The court's determination that the nuisance conditions were “curable” was based upon a finding that the foul odors emanating from the apartment, which were observed by witnesses in October 2012 and November 2012, had “abated as of June 2013.” Such a conclusion is both unsupportable and unreasonable. Indeed, the court itself found that as of June 2013, when the odor condition was found to have “abated,” the premises:
“were in an extremely cluttered condition. Although there was a path in the living room which had been cleared, personal property was piled high on either side. A mattress leaned against [tenant's] property and could be laid on the floor for sleeping purposes. Windows were partially obscured by boxes and other items. The kitchen was particularly cluttered. Items were strewn in front of the stove and refrigerator, and formed mounds to the level of the counter tops. There was little or no room to maneuver in this area.”
In view of these fully supported findings, the fact that the odor was not evident on a particular day in June is of little consequence, and can hardly be considered support for the conclusion that the ongoing nuisance condition is “curable.” The court's conclusion as to curability is further undermined by its own express finding that “this is the second proceeding of this type commenced against [tenant], and that he has been unable to sustain the premises in a habitable condition on a long term basis”. Given that the nuisance existed over a substantial period, had not abated even though tenant had been given ample opportunity to do so, and was likely to continue or recur, a posttrial opportunity to cure should not have been granted (see Cabrini Terrace Joint Venture v.
O'Brien, 71 A.D.3d 486, 896 N.Y.S.2d 339 [2010], lv. dismissed 15 N.Y.3d 888, 912 N.Y.S.2d 564, 938 N.E.2d 998 [2010] ; Matter of Chi–Am Realty, LLC v. Guddahl, 33 A.D.3d 911, 823 N.Y.S.2d 458 [2006] ).

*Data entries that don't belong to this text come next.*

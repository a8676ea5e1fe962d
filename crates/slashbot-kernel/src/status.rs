//! Status indicator registry.
//!
//! Holds a live status value per indicator. Subscribers are notified
//! only when a value actually changes; listings come back sorted by
//! ascending priority, ties by insertion order.

use std::sync::atomic::{AtomicU64, Ordering};
use std::sync::{Arc, Mutex, Weak};

use serde_json::Value;

use slashbot_plugins::StatusIndicatorDef;

use crate::error::{KernelError, KernelResult};

type StatusCallback = Arc<dyn Fn(&str, &Value) + Send + Sync>;

struct Entry {
    def: StatusIndicatorDef,
    status: Value,
}

struct Subscriber {
    id: u64,
    callback: StatusCallback,
}

/// Registry of status indicators with live values.
#[derive(Default)]
pub struct StatusIndicatorRegistry {
    entries: Mutex<Vec<Entry>>,
    subscribers: Arc<Mutex<Vec<Subscriber>>>,
    next_subscriber_id: AtomicU64,
}

impl StatusIndicatorRegistry {
    /// Create an empty registry.
    #[must_use]
    pub fn new() -> Self {
        Self::default()
    }

    /// Register an indicator with its initial status.
    ///
    /// # Errors
    ///
    /// Returns [`KernelError::AlreadyRegistered`] if the id is taken.
    pub fn register(&self, def: StatusIndicatorDef) -> KernelResult<()> {
        let mut entries = self.entries.lock().unwrap_or_else(|e| e.into_inner());
        if entries.iter().any(|e| e.def.id == def.id) {
            return Err(KernelError::AlreadyRegistered {
                kind: "status indicator",
                id: def.id,
            });
        }
        let status = def.initial.clone();
        entries.push(Entry { def, status });
        Ok(())
    }

    /// Update an indicator's status. Subscribers fire only when the
    /// value changed. Returns whether it changed.
    pub fn update_status(&self, id: &str, value: Value) -> bool {
        let changed = {
            let mut entries = self.entries.lock().unwrap_or_else(|e| e.into_inner());
            match entries.iter_mut().find(|e| e.def.id == id) {
                Some(entry) if entry.status != value => {
                    entry.status = value.clone();
                    true
                },
                _ => false,
            }
        };
        if changed {
            let callbacks: Vec<StatusCallback> = {
                let subscribers = self.subscribers.lock().unwrap_or_else(|e| e.into_inner());
                subscribers.iter().map(|s| Arc::clone(&s.callback)).collect()
            };
            for callback in callbacks {
                callback(id, &value);
            }
        }
        changed
    }

    /// Current status of one indicator.
    #[must_use]
    pub fn status(&self, id: &str) -> Option<Value> {
        let entries = self.entries.lock().unwrap_or_else(|e| e.into_inner());
        entries
            .iter()
            .find(|e| e.def.id == id)
            .map(|e| e.status.clone())
    }

    /// Snapshot of `(definition, status)` pairs sorted by ascending
    /// priority, ties by insertion order.
    #[must_use]
    pub fn list(&self) -> Vec<(StatusIndicatorDef, Value)> {
        let entries = self.entries.lock().unwrap_or_else(|e| e.into_inner());
        let mut indexed: Vec<(usize, &Entry)> = entries.iter().enumerate().collect();
        indexed.sort_by_key(|(idx, entry)| (entry.def.priority, *idx));
        indexed
            .into_iter()
            .map(|(_, entry)| (entry.def.clone(), entry.status.clone()))
            .collect()
    }

    /// Subscribe to status changes. The subscription unsubscribes on
    /// drop.
    #[must_use]
    pub fn subscribe(
        &self,
        callback: impl Fn(&str, &Value) + Send + Sync + 'static,
    ) -> StatusSubscription {
        let id = self.next_subscriber_id.fetch_add(1, Ordering::Relaxed);
        let mut subscribers = self.subscribers.lock().unwrap_or_else(|e| e.into_inner());
        subscribers.push(Subscriber {
            id,
            callback: Arc::new(callback),
        });
        StatusSubscription {
            subscribers: Arc::downgrade(&self.subscribers),
            id,
        }
    }

    /// Number of indicators.
    #[must_use]
    pub fn len(&self) -> usize {
        self.entries.lock().unwrap_or_else(|e| e.into_inner()).len()
    }

    /// Whether the registry is empty.
    #[must_use]
    pub fn is_empty(&self) -> bool {
        self.len() == 0
    }
}

impl std::fmt::Debug for StatusIndicatorRegistry {
    fn fmt(&self, f: &mut std::fmt::Formatter<'_>) -> std::fmt::Result {
        f.debug_struct("StatusIndicatorRegistry")
            .field("indicator_count", &self.len())
            .finish()
    }
}

/// Disposer for a status subscription.
pub struct StatusSubscription {
    subscribers: Weak<Mutex<Vec<Subscriber>>>,
    id: u64,
}

impl StatusSubscription {
    /// Unsubscribe now.
    pub fn dispose(self) {
        drop(self);
    }
}

impl Drop for StatusSubscription {
    fn drop(&mut self) {
        if let Some(subscribers) = self.subscribers.upgrade() {
            let mut subscribers = subscribers.lock().unwrap_or_else(|e| e.into_inner());
            subscribers.retain(|s| s.id != self.id);
        }
    }
}

#[cfg(test)]
mod tests {
    use super::*;
    use serde_json::json;

    fn indicator(id: &str, priority: i32) -> StatusIndicatorDef {
        StatusIndicatorDef {
            id: id.to_string(),
            plugin_id: "test".to_string(),
            label: id.to_string(),
            priority,
            initial: json!("idle"),
        }
    }

    #[test]
    fn notifies_only_on_change() {
        let registry = StatusIndicatorRegistry::new();
        registry.register(indicator("llm", 100)).unwrap();

        let seen = Arc::new(Mutex::new(Vec::new()));
        let log = Arc::clone(&seen);
        let _sub = registry.subscribe(move |id, value| {
            log.lock().unwrap().push((id.to_string(), value.clone()));
        });

        assert!(registry.update_status("llm", json!("busy")));
        assert!(!registry.update_status("llm", json!("busy")));
        assert!(registry.update_status("llm", json!("idle")));

        let events = seen.lock().unwrap();
        assert_eq!(events.len(), 2);
        assert_eq!(events[0].1, json!("busy"));
    }

    #[test]
    fn list_sorts_by_priority_then_insertion() {
        let registry = StatusIndicatorRegistry::new();
        registry.register(indicator("late-low", 200)).unwrap();
        registry.register(indicator("first-default", 100)).unwrap();
        registry.register(indicator("second-default", 100)).unwrap();
        registry.register(indicator("urgent", 1)).unwrap();

        let ids: Vec<String> = registry.list().into_iter().map(|(d, _)| d.id).collect();
        assert_eq!(
            ids,
            vec!["urgent", "first-default", "second-default", "late-low"]
        );
    }

    #[test]
    fn dropped_subscription_stops_notifications() {
        let registry = StatusIndicatorRegistry::new();
        registry.register(indicator("llm", 100)).unwrap();

        let seen = Arc::new(Mutex::new(0));
        let counter = Arc::clone(&seen);
        let sub = registry.subscribe(move |_, _| {
            *counter.lock().unwrap() += 1;
        });
        registry.update_status("llm", json!("a"));
        sub.dispose();
        registry.update_status("llm", json!("b"));
        assert_eq!(*seen.lock().unwrap(), 1);
    }

    #[test]
    fn duplicate_indicator_fails() {
        let registry = StatusIndicatorRegistry::new();
        registry.register(indicator("llm", 100)).unwrap();
        assert!(registry.register(indicator("llm", 100)).is_err());
    }
}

Nor does the fact that the condition of the apartment was substantially improved in February 2014, some four months after the judgment was issued, warrant a contrary result. The evidence showed a pattern of objectionable conduct likely to recur (Domen Holding Co. v. Aranovich, 1 N.Y.3d 117, 124, 769 N.Y.S.2d 785, 802 N.E.2d 135 [2003] ), and there is nothing in the record to indicate that tenant will or can change the long-standing behavior that caused the condition. Landlord and other residents had already been forced to endure an intolerable and continuing nuisance for an extended period, a condition found to have caused a threat to the health and safety of others at the premises. Thus, execution of the warrant should not have been stayed (see Frank v. Park Summit Realty Corp., 175 A.D.2d 33, 573 N.Y.S.2d 655 [1991], mod. on other
grounds 79 N.Y.2d 789, 579 N.Y.S.2d 649, 587 N.E.2d 287 [1991] ; see also Stratton Coop. v. Fener, 211 A.D.2d 559, 621 N.Y.S.2d 77 [1995] ), “and this even if some of the nuisance conditions were remedied by tenant following the close of the evidence” (Alonzo v. Perichon, 11 Misc.3d 127[A], 2006 N.Y. Slip Op. 50215[U], 2006 WL 431720 [App.Term, 1st Dept.2006] ).
THIS CONSTITUTES THE DECISION AND ORDER OF THE COURT.